Однако вопрос о характере отношения разума к телу — «один из самых трудных… в философии» (см. там же, 524 и 554). И Ибн-Рушд, уделяя ему большое внимание, занимает, как и Аристотель, двойственную позицию. Наряду с присущей живой материи пассивной, воспринимающей и запоминающей, потенциальной душой он вводит понятие актуального разума, не являющегося вторичным по отношению к материальной субстанции и обладающего способностью к существованию вне и независимо от нее. Здесь Аверроэс изменяет своему учению о материальном единстве мира, отступая от последовательного материализма. Субстанциальное разграничение потенциального и актуального разума — ахиллесова пята аверроистского материализма. Сделав все, что можно было в ту пору сделать в пользу материализма, Ибн-Рушд, как и все домарксистские материалисты, довел материалистическое миропонимание лишь до определенной границы.

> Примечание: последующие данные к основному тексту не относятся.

use std::fmt::Debug;

use ratatui::style::{Color, Modifier, Style};

/// Semantic color roles the rubric editor paints with.
#[derive(Debug, Clone)]
pub struct ThemeRoles {
    pub background: Color,
    pub surface: Color,
    pub surface_muted: Color,
    pub border: Color,

    pub text: Color,
    pub text_secondary: Color,
    pub text_muted: Color,

    pub accent_primary: Color,
    pub accent_secondary: Color,

    pub info: Color,
    pub success: Color,
    pub warning: Color,
    pub error: Color,

    pub selection_bg: Color,
    pub selection_fg: Color,
    pub focus: Color,

    /// Darkened backdrop drawn behind the value-set editor.
    pub modal_bg: Color,
}

/// Exposes the semantic roles plus the style builders components share.
pub trait Theme: Send + Sync + Debug {
    fn roles(&self) -> &ThemeRoles;

    fn text_primary_style(&self) -> Style {
        Style::default().fg(self.roles().text)
    }
    fn text_secondary_style(&self) -> Style {
        Style::default().fg(self.roles().text_secondary)
    }
    fn text_muted_style(&self) -> Style {
        Style::default().fg(self.roles().text_muted)
    }

    fn border_style(&self, focused: bool) -> Style {
        let color = if focused { self.roles().focus } else { self.roles().border };
        Style::default().fg(color)
    }

    fn selection_style(&self) -> Style {
        Style::default().fg(self.roles().selection_fg).bg(self.roles().selection_bg)
    }

    fn modal_background_style(&self) -> Style {
        Style::default().bg(self.roles().modal_bg)
    }

    fn status_info(&self) -> Style {
        Style::default().fg(self.roles().info)
    }
    fn status_success(&self) -> Style {
        Style::default().fg(self.roles().success)
    }
    fn status_warning(&self) -> Style {
        Style::default().fg(self.roles().warning)
    }
    fn status_error(&self) -> Style {
        Style::default().fg(self.roles().error)
    }

    fn accent_emphasis_style(&self) -> Style {
        Style::default().fg(self.roles().accent_primary).add_modifier(Modifier::BOLD)
    }
}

В отличие от последующих домарксистских материалистов границей аверроистского материализма были не только отсутствие материалистического понимания исторического процесса и материалистической диалектики, но и превзойденное его историческими продолжателями XVII и XVIII вв. половинчатое, дуалистическое по своему существу решение психофизической проблемы.
Заслуга Ибн-Рушда в истории материализма столь велика, что его непоследовательность не нуждается в снисхождении и оправдании, тем более что его учение о раздвоении разума острием своим направлено против религиозной эсхатологической догмы о потустороннем блаженстве бессмертной души праведного, богобоязненного мусульманина.

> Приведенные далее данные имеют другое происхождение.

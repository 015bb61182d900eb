//! User preference persistence for the rubric editor.
//!
//! A tiny JSON-backed store that records lightweight configuration such as
//! the preferred theme. The file lives in the standard configuration directory
//! (`~/.config/rubrics/preferences.json` on most platforms) unless
//! `RUBRICS_PREFERENCES_PATH` points elsewhere.

use std::fs;
use std::path::{Path, PathBuf};
use std::sync::Mutex;

use serde::{Deserialize, Serialize};
use thiserror::Error;
use tracing::warn;

use crate::path_processing::path_from_env_or_config;

/// Environment variable allowing callers to override the preferences file path.
pub const PREFERENCES_PATH_ENV: &str = "RUBRICS_PREFERENCES_PATH";

/// Default filename for the JSON payload.
pub const PREFERENCES_FILE_NAME: &str = "preferences.json";

/// Error surfaced when reading or writing preferences fails.
#[derive(Debug, Error)]
pub enum PreferencesError {
    /// I/O failure (for example, permissions or missing directory).
    #[error("preferences I/O error: {0}")]
    Io(#[from] std::io::Error),
    /// Serialization or deserialization failure.
    #[error("preferences serialization error: {0}")]
    Serialization(#[from] serde_json::Error),
}

/// Persisted preference values.
#[derive(Debug, Default, Clone, Serialize, Deserialize)]
pub struct PreferencesPayload {
    /// Canonical identifier of the theme selected for the TUI.
    pub preferred_theme: Option<String>,
}

/// Preferences store backed by a JSON file.
#[derive(Debug, Default)]
pub struct UserPreferences {
    path: PathBuf,
    payload: Mutex<PreferencesPayload>,
    persist_to_disk: bool,
}

impl UserPreferences {
    /// Opens the store at the default location.
    pub fn new() -> Result<Self, PreferencesError> {
        Self::with_path(path_from_env_or_config(PREFERENCES_PATH_ENV, PREFERENCES_FILE_NAME))
    }

    /// Opens the store at an explicit path. A missing file yields defaults.
    pub fn with_path(path: impl Into<PathBuf>) -> Result<Self, PreferencesError> {
        let path = path.into();
        let payload = load_payload(&path)?;
        Ok(Self {
            path,
            payload: Mutex::new(payload),
            persist_to_disk: true,
        })
    }

    /// Build an in-memory store used as a fallback when the config directory cannot be accessed.
    pub fn ephemeral() -> Self {
        Self {
            path: PathBuf::new(),
            payload: Mutex::new(PreferencesPayload::default()),
            persist_to_disk: false,
        }
    }

    /// Path to the underlying JSON file.
    pub fn path(&self) -> &Path {
        &self.path
    }

    /// Returns the canonical identifier of the preferred theme, if one was saved.
    pub fn preferred_theme(&self) -> Option<String> {
        self.payload.lock().expect("preferences lock poisoned").preferred_theme.clone()
    }

    /// Persist a new preferred theme identifier.
    pub fn set_preferred_theme(&self, theme_id: Option<String>) -> Result<(), PreferencesError> {
        let mut payload = self.payload.lock().expect("preferences lock poisoned");
        payload.preferred_theme = theme_id;
        if self.persist_to_disk {
            self.save_locked(&payload)?;
        }
        Ok(())
    }

    fn save_locked(&self, payload: &PreferencesPayload) -> Result<(), PreferencesError> {
        if let Some(parent) = self.path.parent() {
            fs::create_dir_all(parent)?;
        }
        let data = serde_json::to_string_pretty(payload)?;
        fs::write(&self.path, data)?;
        Ok(())
    }
}

fn load_payload(path: &Path) -> Result<PreferencesPayload, PreferencesError> {
    match fs::read_to_string(path) {
        Ok(data) => match serde_json::from_str(&data) {
            Ok(payload) => Ok(payload),
            Err(error) => {
                warn!(
                    path = %path.display(),
                    error = %error,
                    "Failed to parse preferences file; using defaults"
                );
                Ok(PreferencesPayload::default())
            }
        },
        Err(error) if error.kind() == std::io::ErrorKind::NotFound => Ok(PreferencesPayload::default()),
        Err(error) => Err(PreferencesError::Io(error)),
    }
}

#[cfg(test)]
mod tests {
    use super::*;

    #[test]
    fn theme_round_trips_through_disk() {
        let dir = tempfile::tempdir().expect("tempdir");
        let path = dir.path().join("nested").join(PREFERENCES_FILE_NAME);

        let preferences = UserPreferences::with_path(&path).expect("open");
        assert_eq!(preferences.preferred_theme(), None);
        preferences.set_preferred_theme(Some("nord".into())).expect("save");

        let reopened = UserPreferences::with_path(&path).expect("reopen");
        assert_eq!(reopened.preferred_theme().as_deref(), Some("nord"));
    }

    #[test]
    fn corrupt_file_falls_back_to_defaults() {
        let dir = tempfile::tempdir().expect("tempdir");
        let path = dir.path().join(PREFERENCES_FILE_NAME);
        fs::write(&path, "{not json").expect("write");

        let preferences = UserPreferences::with_path(&path).expect("open");
        assert_eq!(preferences.preferred_theme(), None);
    }

    #[test]
    fn ephemeral_store_never_touches_disk() {
        let preferences = UserPreferences::ephemeral();
        preferences.set_preferred_theme(Some("dracula".into())).expect("set");
        assert_eq!(preferences.preferred_theme().as_deref(), Some("dracula"));
        assert_eq!(preferences.path(), Path::new(""));
    }

    #[test]
    fn environment_override_selects_path() {
        let dir = tempfile::tempdir().expect("tempdir");
        let path = dir.path().join("prefs.json");
        temp_env::with_var(PREFERENCES_PATH_ENV, Some(path.to_str().expect("utf-8 path")), || {
            let preferences = UserPreferences::new().expect("open");
            assert_eq!(preferences.path(), path.as_path());
        });
    }
}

Чувственная душа, согласно Аверроэсу, — принадлежность каждого отдельного живого существа, обусловливающая его восприятие и память. Способности эти свойственны определенным телесным органам. Но по отношению к человеческому разуму эта чувственная душа только пассивная возможность, которой интеллект оперирует, как актуальное начало — потенциальным материалом. Актуальный разум не является органическим свойством индивида, функцией определенного телесного органа. Если смерть организма влечет за собой неизбежную гибель присущей ему души, то интеллект, будучи не свойством тела, а самостоятельным, действующим в теле, управляющим его потенциями началом, независим от существования данного единичного человеческого существа. Актуальный разум не индивидуальное, а родовое понятие. В отличие от смертной души он сохраняется в человеческом роде. Отдельные люди рождаются и умирают, безвозвратно унося в могилу свои души; человеческий разум продлевает свое преемственное существование из одного поколения в другое. Внедряясь в психику преходящих индивидов, покидая их, обреченных на смерть, сам он обретает бессмертие. «…Подобно тому как кормчий обособлен от судна и ремесленник — от орудия, каким он действует» (31, 477), родовой актуальный разум обособляется от смертной индивидуальной души.